Tetrahydrocannabinol and cannabidiol as an oromucosal spray in a 1:1 ratio: a therapeutic option for patients with central post-stroke pain syndrome?

BMJ Case Rep. 2021 Jul 6;14(7):e243072. doi: 10.1136/bcr-2021-243072.

Abstract

Central pain after stroke due to brainstem infarction is very rare. Treatment is difficult and specific guidelines are lacking. This is the report of a 61-year-old female patient who, after a posterolateral left medulla oblongata insult with incomplete Wallenberg syndrome, subsequently developed a burning and tingling pain in the contralateral leg and a burning and shooting pain in the ipsilateral face in trigeminal branches 1 and 2. More than 3 years of therapy with amitriptyline, gabapentin, pregabalin and various grade II and III opioids was ineffective or showed intolerable side effects.
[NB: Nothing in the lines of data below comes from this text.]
// src/notify/webhook.rs
use super::{DetectionEvent, DetectionNotifier};
use anyhow::{anyhow, Result};
use async_trait::async_trait;
use reqwest::Client;
use std::time::Duration;

pub const VERSION_HEADER: &str = "X-News-Source";
/// Upper bound on delivery attempts; the last backoff is `500ms << (MAX_RETRIES - 2)`.
pub const MAX_RETRIES: u8 = 8;

#[derive(Clone)]
pub struct WebhookNotifier {
    client: Client,
    timeout: Duration,
    max_retries: u8,
}

impl WebhookNotifier {
    pub fn new() -> Self {
        Self {
            client: Client::new(),
            timeout: Duration::from_secs(10),
            max_retries: 3,
        }
    }

    pub fn with_timeout(mut self, secs: u64) -> Self {
        self.timeout = Duration::from_secs(secs);
        self
    }

    pub fn with_retries(mut self, retries: u8) -> Self {
        self.max_retries = retries.clamp(1, MAX_RETRIES);
        self
    }

    fn version_value() -> String {
        format!("v{}", env!("CARGO_PKG_VERSION"))
    }
}

impl Default for WebhookNotifier {
    fn default() -> Self {
        Self::new()
    }
}

fn backoff(attempt: u8) -> Duration {
    Duration::from_millis(500u64 << (attempt - 1))
}

#[async_trait]
impl DetectionNotifier for WebhookNotifier {
    async fn notify(&self, url: &str, event: &DetectionEvent) -> Result<()> {
        let mut attempt: u8 = 0;
        loop {
            attempt += 1;
            let res = self
                .client
                .post(url)
                .timeout(self.timeout)
                .header(VERSION_HEADER, Self::version_value())
                .json(event)
                .send()
                .await;

            match res {
                Ok(rsp) => {
                    if let Err(e) = rsp.error_for_status_ref() {
                        if attempt < self.max_retries {
                            tokio::time::sleep(backoff(attempt)).await;
                            continue;
                        }
                        return Err(anyhow!("webhook HTTP error: {e}"));
                    }
                    return Ok(());
                }
                Err(e) => {
                    if attempt < self.max_retries {
                        tokio::time::sleep(backoff(attempt)).await;
                        continue;
                    }
                    return Err(anyhow!("webhook request failed: {e}"));
                }
            }
        }
    }
}

#[cfg(test)]
mod tests {
    use super::*;

    #[test]
    fn backoff_doubles() {
        assert_eq!(backoff(1), Duration::from_millis(500));
        assert_eq!(backoff(2), Duration::from_millis(1000));
        assert_eq!(backoff(3), Duration::from_millis(2000));
    }

    #[test]
    fn retries_are_clamped() {
        assert_eq!(WebhookNotifier::new().with_retries(0).max_retries, 1);
        assert_eq!(WebhookNotifier::new().with_retries(5).max_retries, 5);
        assert_eq!(WebhookNotifier::new().with_retries(200).max_retries, MAX_RETRIES);
        assert_eq!(WebhookNotifier::new().with_retries(u8::MAX).max_retries, MAX_RETRIES);
        // Longest wait the loop can reach.
        assert_eq!(backoff(MAX_RETRIES - 1), Duration::from_secs(32));
    }

    #[test]
    fn header_carries_crate_version() {
        let v = WebhookNotifier::version_value();
        assert!(v.starts_with('v'));
        assert_eq!(&v[1..], env!("CARGO_PKG_VERSION"));
    }

    #[tokio::test]
    async fn unreachable_target_fails_after_retries() {
        let n = WebhookNotifier::new().with_timeout(1).with_retries(1);
        let s = crate::source::Source::new(1, "Water Board");
        let ev = DetectionEvent::source_detected(&s, 0.5, chrono::Utc::now());
        // Port 9 on localhost (discard) is closed in test environments.
        assert!(n.notify("http://127.0.0.1:9/hook", &ev).await.is_err());
    }
}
The administration of tetrahydrocannabinol and cannabidiol as an oromucosal spray in a 1:1 ratio improved the pain situation and quality of life quickly and permanently. The encouraging results in the present case may suggest that treatment with medical cannabis should be considered in similar cases when standard therapies are insufficient.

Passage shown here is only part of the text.